Bad Dreams

 

My dream woke me up. I was shaking and snorting at the same time. My legs twitched almost as much as my whiskers. Mom asked me, “What’s the matter, Boogs?”

How could I tell her? I didn’t want to tell her about all the bad stuff in my life before she took me home. I’ve heard it called animal cruelty. My dream is so real–probably because it did used to be real! I’m with my real brothers and sisters. We drink milk all the time and sleep and play and play and play. Then some mean boys come and one grabs me. That one said, “Look at the gimp” and pitched me a few feet away so they could see me walk back. I walked as best I could.

“Ha, ha, ha, that’s the funniest thing I’ve ever seen. A gimp cat. He could be Captain Hook’s cat. They’d look good together,” one of the little boys said.

That boy said I’d look good with somebody, but I didn’t know who they were talking about. I didn’t think that he honestly meant I would look good. I could tell he was making fun of me. The kids were always picking on me that way.

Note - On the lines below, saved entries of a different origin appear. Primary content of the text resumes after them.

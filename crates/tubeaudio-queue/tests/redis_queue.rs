//! Redis queue integration tests.

use std::time::Duration;

use tubeaudio_queue::{QueueConfig, RedisStreamQueue, ReceiveRequest, WorkQueue};

fn test_config(stream: &str) -> QueueConfig {
    dotenvy::dotenv().ok();
    QueueConfig {
        stream_name: format!("tubeaudio:test:{}", stream),
        consumer_group: format!("tubeaudio:test:{}:group", stream),
        ..QueueConfig::from_env()
    }
}

/// Test enqueue, receive and acknowledge cycle.
#[tokio::test]
#[ignore = "requires Redis"]
async fn test_receive_and_acknowledge() {
    let queue = RedisStreamQueue::connect(test_config("cycle"))
        .await
        .expect("Failed to connect");
    queue.init().await.expect("Failed to initialize queue");

    let body = r#"{"Message":"https://youtu.be/watch?v=abc123"}"#;
    let message_id = queue.enqueue(body).await.expect("Failed to enqueue");

    let request = ReceiveRequest {
        max_items: 2,
        wait: Duration::from_secs(1),
        lease: Duration::from_secs(60),
    };
    let items = queue.receive(&request).await.expect("Failed to receive");
    let item = items
        .into_iter()
        .find(|item| item.id() == message_id)
        .expect("enqueued item not received");
    assert_eq!(item.body(), body);

    queue.acknowledge(item).await.expect("Failed to ack");
}

/// Test that an unacknowledged item comes back once its lease expires.
#[tokio::test]
#[ignore = "requires Redis"]
async fn test_expired_lease_redelivers() {
    let queue = RedisStreamQueue::connect(test_config("lease"))
        .await
        .expect("Failed to connect");
    queue.init().await.expect("Failed to initialize queue");

    let message_id = queue
        .enqueue(r#"{"Message":"https://youtu.be/watch?v=lease"}"#)
        .await
        .expect("Failed to enqueue");

    let request = ReceiveRequest {
        max_items: 10,
        wait: Duration::ZERO,
        lease: Duration::from_millis(200),
    };
    let first = queue.receive(&request).await.expect("Failed to receive");
    assert!(first.iter().any(|item| item.id() == message_id));

    tokio::time::sleep(Duration::from_millis(400)).await;

    let second = queue.receive(&request).await.expect("Failed to receive");
    let item = second
        .into_iter()
        .find(|item| item.id() == message_id)
        .expect("item not redelivered after lease expiry");
    queue.acknowledge(item).await.expect("Failed to ack");
}

/// Test that a zero poll wait returns immediately on an empty stream.
#[tokio::test]
#[ignore = "requires Redis"]
async fn test_zero_wait_does_not_block() {
    let queue = RedisStreamQueue::connect(test_config("empty"))
        .await
        .expect("Failed to connect");
    queue.init().await.expect("Failed to initialize queue");

    let request = ReceiveRequest {
        max_items: 2,
        wait: Duration::ZERO,
        lease: Duration::from_secs(60),
    };
    let result = tokio::time::timeout(Duration::from_secs(2), queue.receive(&request)).await;
    assert!(result.is_ok(), "zero-wait receive blocked");
}
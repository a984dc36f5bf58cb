//! Work queue for the TubeAudio worker.
//!
//! This crate provides:
//! - The `WorkQueue` capability trait (receive batches, acknowledge items)
//! - `WorkItem` handles carrying a single-use acknowledgement token
//! - A Redis Streams implementation using a consumer group, where an
//!   unacknowledged item becomes visible again once its lease expires

pub mod error;
pub mod item;
pub mod queue;
pub mod redis_stream;

pub use error::{AcknowledgeError, QueueError, QueueResult};
pub use item::{AckToken, WorkItem};
pub use queue::{QueueConfig, ReceiveRequest, WorkQueue};
pub use redis_stream::RedisStreamQueue;
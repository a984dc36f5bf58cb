//! Work queue capability and its configuration.

use std::time::Duration;

use async_trait::async_trait;

use crate::error::{AcknowledgeError, QueueResult};
use crate::item::WorkItem;

/// Parameters of one retrieval round.
#[derive(Debug, Clone, Copy, PartialEq, Eq)]
pub struct ReceiveRequest {
    /// Upper bound on items returned
    pub max_items: usize,
    /// How long to wait for items to become available (zero = return immediately)
    pub wait: Duration,
    /// How long retrieved items stay hidden from other consumers
    pub lease: Duration,
}

/// A queue the worker pulls items from and acknowledges them on.
#[async_trait]
pub trait WorkQueue: Send + Sync {
    /// Retrieve up to `request.max_items` pending items.
    ///
    /// Returning an empty batch is normal when nothing is pending.
    async fn receive(&self, request: &ReceiveRequest) -> QueueResult<Vec<WorkItem>>;

    /// Permanently remove an item from the queue.
    async fn acknowledge(&self, item: WorkItem) -> Result<(), AcknowledgeError>;
}

/// Queue configuration.
#[derive(Debug, Clone)]
pub struct QueueConfig {
    /// Redis URL
    pub redis_url: String,
    /// Stream holding work items
    pub stream_name: String,
    /// Consumer group name
    pub consumer_group: String,
    /// Max items per retrieval round; also the internal buffer capacity
    pub batch_size: usize,
    /// Poll wait per retrieval round
    pub poll_wait: Duration,
    /// Item lease (visibility timeout)
    pub lease: Duration,
}

impl Default for QueueConfig {
    fn default() -> Self {
        Self {
            redis_url: "redis://localhost:6379".to_string(),
            stream_name: "tubeaudio:downloads".to_string(),
            consumer_group: "tubeaudio:workers".to_string(),
            batch_size: 2,
            poll_wait: Duration::ZERO,
            lease: Duration::from_secs(60),
        }
    }
}

impl QueueConfig {
    /// Create config from environment variables.
    pub fn from_env() -> Self {
        Self {
            redis_url: std::env::var("REDIS_URL")
                .unwrap_or_else(|_| "redis://localhost:6379".to_string()),
            stream_name: std::env::var("QUEUE_STREAM")
                .unwrap_or_else(|_| "tubeaudio:downloads".to_string()),
            consumer_group: std::env::var("QUEUE_CONSUMER_GROUP")
                .unwrap_or_else(|_| "tubeaudio:workers".to_string()),
            batch_size: std::env::var("QUEUE_BATCH_SIZE")
                .ok()
                .and_then(|s| s.parse::<usize>().ok())
                .unwrap_or(2)
                .max(1),
            poll_wait: Duration::from_secs(
                std::env::var("QUEUE_POLL_WAIT_SECS")
                    .ok()
                    .and_then(|s| s.parse().ok())
                    .unwrap_or(0),
            ),
            lease: Duration::from_secs(
                std::env::var("QUEUE_LEASE_SECS")
                    .ok()
                    .and_then(|s| s.parse().ok())
                    .unwrap_or(60),
            ),
        }
    }

    /// Retrieval parameters derived from this config.
    pub fn receive_request(&self) -> ReceiveRequest {
        ReceiveRequest {
            max_items: self.batch_size,
            wait: self.poll_wait,
            lease: self.lease,
        }
    }
}

#[cfg(test)]
mod tests {
    use super::*;
    use serial_test::serial;

    #[test]
    fn test_config_defaults() {
        let config = QueueConfig::default();
        assert_eq!(config.batch_size, 2);
        assert_eq!(config.poll_wait, Duration::ZERO);
        assert_eq!(config.lease, Duration::from_secs(60));
    }

    #[test]
    #[serial]
    fn test_config_from_env() {
        std::env::set_var("QUEUE_BATCH_SIZE", "5");
        std::env::set_var("QUEUE_POLL_WAIT_SECS", "20");
        std::env::remove_var("QUEUE_LEASE_SECS");

        let request = QueueConfig::from_env().receive_request();
        assert_eq!(request.max_items, 5);
        assert_eq!(request.wait, Duration::from_secs(20));
        assert_eq!(request.lease, Duration::from_secs(60));

        std::env::remove_var("QUEUE_BATCH_SIZE");
        std::env::remove_var("QUEUE_POLL_WAIT_SECS");
    }

    #[test]
    #[serial]
    fn test_zero_batch_size_clamped() {
        std::env::set_var("QUEUE_BATCH_SIZE", "0");
        assert_eq!(QueueConfig::from_env().batch_size, 1);
        std::env::remove_var("QUEUE_BATCH_SIZE");
    }
}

“You want to go with me?” the mom asked that mean boy. “We’ll take this one to the shelter. At least they can put it to sleep easily,” that mom said. She reached down and stuffed me into the bottom of some sort of bag.

I could tell we were in a car moving. I’d seen cars in cartoons. Back and forth. Back and forth. I can’t stand up–oh, that boy is swinging the bag. Oh, dear, my mouth tastes yucky. Oh, oh, ohhh, what’s that taste and what’s that gooey. . . . Oh, it’s all over me. Eeeww, it stinks.

I felt something cold–I found out later it was the counter that mom had laid the bag on. “I’m so sorry, I guess the poor cat got car sick. I didn’t mean to bring in an animal that stinks like this. He’s missing a foot, so I assume you could just put him to sleep.” And, that was the last time I heard that mom’s voice. I was glad never to hear that boy’s voice or have him pick me up ever again.

I just wish I wouldn’t dream about that sometimes. I like my home now. I love my mom and dad and they love me. But my dream is so real that it sometimes takes me a while to remember that was just a dream and that life was a long time ago.